Calculus Related Rates Problem:
Given an equation, find the rate.

Not all Related Rates problems are word problems. Here’s a different type that came from a student. The problem gives you an equation, and then asks you to find a rate:

If $y = x^3 + 2x$ and $\dfrac{dx}{dt} = 6$, find $\dfrac{dy}{dt}$ when $x=5.$

Calculus Solution

We can still use our Related Rates Problem Solving Strategy.
Instead of starting at Step 1, we can start at Step 3:

3. Take the derivative with respect to time of both sides of your equation. Remember the chain rule.
y &= x^3 + 2x \\[8px]
\dfrac{d}{dt}(y) &= \dfrac{d}{dt}\left(x^3 \right) + \dfrac{d}{dt}(2x) \\[8px]
\dfrac{dy}{dt} &= 3x^2 \dfrac{dx}{dt} + 2 \dfrac{dx}{dt}

Open to read why the dy/dt and dx/dt are there.

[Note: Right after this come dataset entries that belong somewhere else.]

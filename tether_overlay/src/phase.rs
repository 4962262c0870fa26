// Copyright 2025 the Tether Authors
// SPDX-License-Identifier: Apache-2.0 OR MIT

//! Visibility lifecycle of one panel.
//!
//! State machine: `Closed → Measuring → Visible → Closing → Closed`.
//!
//! - `Measuring → Visible` only happens through [`Lifecycle::arm`], which the
//!   overlay calls after a placement exists.
//! - `Closing → Closed` happens when the close timer fires. The timer is a fixed
//!   grace period, not an animation-end event, so a panel closed mid-enter still
//!   unmounts.
//! - Re-opening while `Closing` clears the timer and starts over at `Measuring`.
//! - Any phase can be forced to `Closed` (stale anchor, teardown).

use crate::host::Host;
use crate::ids::{TimerId, Tokens};

/// Where a panel is in its open/close lifecycle.
#[derive(Copy, Clone, Debug, Default, PartialEq, Eq, Hash)]
pub enum Phase {
    /// Not in the render tree.
    #[default]
    Closed,
    /// In the tree but kept invisible while its size is obtained.
    Measuring,
    /// Positioned; the enter transition may run.
    Visible,
    /// Still in the tree, animating out.
    Closing,
}

impl Phase {
    /// Whether the content belongs in the render tree.
    pub fn is_mounted(self) -> bool {
        !matches!(self, Self::Closed)
    }

    /// Whether the content may be shown (non-zero opacity).
    ///
    /// A `Measuring` panel may hold coordinates from an earlier cycle; those are
    /// never revealed.
    pub fn is_revealed(self) -> bool {
        matches!(self, Self::Visible | Self::Closing)
    }

    /// Whether scroll and resize should re-position the panel.
    pub fn is_tracking(self) -> bool {
        matches!(self, Self::Visible)
    }

    /// Whether dismissal gestures are listened for.
    pub fn accepts_dismissal(self) -> bool {
        matches!(self, Self::Measuring | Self::Visible)
    }
}

/// A phase change.
#[derive(Copy, Clone, Debug, PartialEq, Eq)]
pub struct Transition {
    /// Phase before.
    pub from: Phase,
    /// Phase after.
    pub to: Phase,
}

/// Phase plus the close timer it owns.
#[derive(Clone, Debug, Default)]
pub(crate) struct Lifecycle {
    phase: Phase,
    close_timer: Option<TimerId>,
}

impl Lifecycle {
    pub(crate) fn phase(&self) -> Phase {
        self.phase
    }

    fn go(&mut self, to: Phase) -> Option<Transition> {
        let from = self.phase;
        self.phase = to;
        tracing::debug!(?from, ?to, "phase transition");
        Some(Transition { from, to })
    }

    fn clear_timer(&mut self, host: &mut impl Host) {
        if let Some(id) = self.close_timer.take() {
            host.clear_timeout(id);
        }
    }

    /// `Closed | Closing → Measuring`. No-op while already open.
    pub(crate) fn open(&mut self, host: &mut impl Host) -> Option<Transition> {
        match self.phase {
            Phase::Closed => self.go(Phase::Measuring),
            Phase::Closing => {
                self.clear_timer(host);
                self.go(Phase::Measuring)
            }
            Phase::Measuring | Phase::Visible => None,
        }
    }

    /// `Measuring → Visible`.
    pub(crate) fn arm(&mut self) -> Option<Transition> {
        match self.phase {
            Phase::Measuring => self.go(Phase::Visible),
            _ => None,
        }
    }

    /// `Visible → Closing` (arming the grace timer), or `Measuring → Closed`.
    ///
    /// A panel that never became visible has nothing to animate out. Closing an
    /// already-closing panel keeps the original timer.
    pub(crate) fn close(
        &mut self,
        host: &mut impl Host,
        tokens: &mut Tokens,
        delay_ms: u64,
    ) -> Option<Transition> {
        match self.phase {
            Phase::Visible => {
                let id = tokens.timer();
                host.set_timeout(id, delay_ms);
                self.close_timer = Some(id);
                self.go(Phase::Closing)
            }
            Phase::Measuring => self.go(Phase::Closed),
            Phase::Closing | Phase::Closed => None,
        }
    }

    /// `Closing → Closed` when `id` is the pending close timer. Stale ids are ignored.
    pub(crate) fn timer_fired(&mut self, id: TimerId) -> Option<Transition> {
        if self.phase != Phase::Closing || self.close_timer != Some(id) {
            tracing::trace!(timer = id.get(), "ignoring stale timer");
            return None;
        }
        self.close_timer = None;
        self.go(Phase::Closed)
    }

    /// Any phase `→ Closed`, clearing a pending close timer.
    pub(crate) fn force_close(&mut self, host: &mut impl Host) -> Option<Transition> {
        self.clear_timer(host);
        match self.phase {
            Phase::Closed => None,
            _ => self.go(Phase::Closed),
        }
    }

    #[cfg(test)]
    pub(crate) fn close_timer(&self) -> Option<TimerId> {
        self.close_timer
    }
}

#[cfg(test)]
mod tests {
    use super::*;
    use crate::testing::FakeHost;

    fn visible(host: &mut FakeHost) -> Lifecycle {
        let mut lc = Lifecycle::default();
        lc.open(host);
        lc.arm();
        lc
    }

    #[test]
    fn full_cycle() {
        let mut host = FakeHost::new();
        let mut tokens = Tokens::default();
        let mut lc = Lifecycle::default();

        assert_eq!(
            lc.open(&mut host),
            Some(Transition { from: Phase::Closed, to: Phase::Measuring })
        );
        assert_eq!(lc.arm().map(|t| t.to), Some(Phase::Visible));
        assert_eq!(lc.close(&mut host, &mut tokens, 200).map(|t| t.to), Some(Phase::Closing));
        let (id, delay) = host.timers[0];
        assert_eq!(delay, 200);
        assert_eq!(lc.timer_fired(id).map(|t| t.to), Some(Phase::Closed));
        assert!(lc.close_timer().is_none());
    }

    #[test]
    fn arm_requires_measuring() {
        let mut lc = Lifecycle::default();
        assert!(lc.arm().is_none());
        assert_eq!(lc.phase(), Phase::Closed);
    }

    #[test]
    fn open_is_idempotent_while_open() {
        let mut host = FakeHost::new();
        let mut lc = Lifecycle::default();
        assert!(lc.open(&mut host).is_some());
        assert!(lc.open(&mut host).is_none());
        lc.arm();
        assert!(lc.open(&mut host).is_none());
        assert_eq!(lc.phase(), Phase::Visible);
    }

    #[test]
    fn reopen_while_closing_clears_timer() {
        let mut host = FakeHost::new();
        let mut tokens = Tokens::default();
        let mut lc = visible(&mut host);
        lc.close(&mut host, &mut tokens, 150);
        let (id, _) = host.timers[0];

        assert_eq!(lc.open(&mut host).map(|t| t.to), Some(Phase::Measuring));
        assert!(host.timers.is_empty(), "pending close timer must be cleared");
        // The old callback arriving anyway must not unmount the panel.
        assert!(lc.timer_fired(id).is_none());
        assert_eq!(lc.phase(), Phase::Measuring);
    }

    #[test]
    fn close_while_measuring_skips_closing() {
        let mut host = FakeHost::new();
        let mut tokens = Tokens::default();
        let mut lc = Lifecycle::default();
        lc.open(&mut host);
        assert_eq!(
            lc.close(&mut host, &mut tokens, 200),
            Some(Transition { from: Phase::Measuring, to: Phase::Closed })
        );
        assert!(host.timers.is_empty());
    }

    #[test]
    fn close_is_idempotent() {
        let mut host = FakeHost::new();
        let mut tokens = Tokens::default();
        let mut lc = Lifecycle::default();
        assert!(lc.close(&mut host, &mut tokens, 200).is_none());

        let mut lc = visible(&mut host);
        lc.close(&mut host, &mut tokens, 200);
        let first = lc.close_timer();
        assert!(lc.close(&mut host, &mut tokens, 200).is_none());
        assert_eq!(lc.close_timer(), first);
        assert_eq!(host.timers.len(), 1);
    }

    #[test]
    fn force_close_from_any_phase() {
        let mut host = FakeHost::new();
        let mut tokens = Tokens::default();

        let mut lc = Lifecycle::default();
        assert!(lc.force_close(&mut host).is_none());

        lc.open(&mut host);
        assert_eq!(lc.force_close(&mut host).map(|t| t.from), Some(Phase::Measuring));

        let mut lc = visible(&mut host);
        lc.close(&mut host, &mut tokens, 200);
        assert_eq!(lc.force_close(&mut host).map(|t| t.from), Some(Phase::Closing));
        assert!(host.timers.is_empty());
    }

    #[test]
    fn phase_predicates() {
        assert!(!Phase::Closed.is_mounted());
        assert!(Phase::Measuring.is_mounted() && !Phase::Measuring.is_revealed());
        assert!(Phase::Visible.is_revealed() && Phase::Visible.is_tracking());
        assert!(Phase::Closing.is_revealed() && !Phase::Closing.is_tracking());
        assert!(Phase::Measuring.accepts_dismissal() && Phase::Visible.accepts_dismissal());
        assert!(!Phase::Closing.accepts_dismissal() && !Phase::Closed.accepts_dismissal());
    }
}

Are you wondering why $\dfrac{dy}{dt}$ and $\dfrac{dx}{dt}$ appear? The answer is the Chain Rule.

While the derivative of $x^3$ with respect to x is
$$\dfrac{d}{dx}x^3 = 3x^2,$$
the derivative of $x^3$ with respect to time t is
$$\dfrac{d}{dt}x^3 = 3x^2\dfrac{dx}{dt}.$$
(Recall that that rate is $\dfrac{dx}{dt} = 6$ in this problem.)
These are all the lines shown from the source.